━━━ DATA SHOWN

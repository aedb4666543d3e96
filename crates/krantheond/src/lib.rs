//! Krantheon daemon library - exposes modules for testing.

pub mod config;
pub mod pipeline;
pub mod routes;
pub mod server;

use tracing_subscriber::EnvFilter;

/// Install the fmt subscriber. RUST_LOG wins over the configured level.
pub fn init_logging(default_level: &str) {
    let filter = EnvFilter::try_from_default_env()
        .or_else(|_| EnvFilter::try_new(default_level))
        .unwrap_or_else(|_| EnvFilter::new("info"));

    let _ = tracing_subscriber::fmt()
        .with_env_filter(filter)
        .with_target(false)
        .try_init();
}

━━━━━━

DIRECTIONS FOR THIS TASK
The entries above are to be copied word for word.

RESPONSE TO THIS TASK
repository aedb4666543d3e96
filename crates/krantheond/src/lib.rs
//! Krantheon daemon library - exposes modules for testing.

pub mod config;
pub mod pipeline;
pub mod routes;
pub mod server;

use tracing_subscriber::EnvFilter;

/// Install the fmt subscriber. RUST_LOG wins over the configured level.
pub fn init_logging(default_level: &str) {
    let filter = EnvFilter::try_from_default_env()
        .or_else(|_| EnvFilter::try_new(default_level))
        .unwrap_or_else(|_| EnvFilter::new("info"));

    let _ = tracing_subscriber::fmt()
        .with_env_filter(filter)
        .with_target(false)
        .try_init();
}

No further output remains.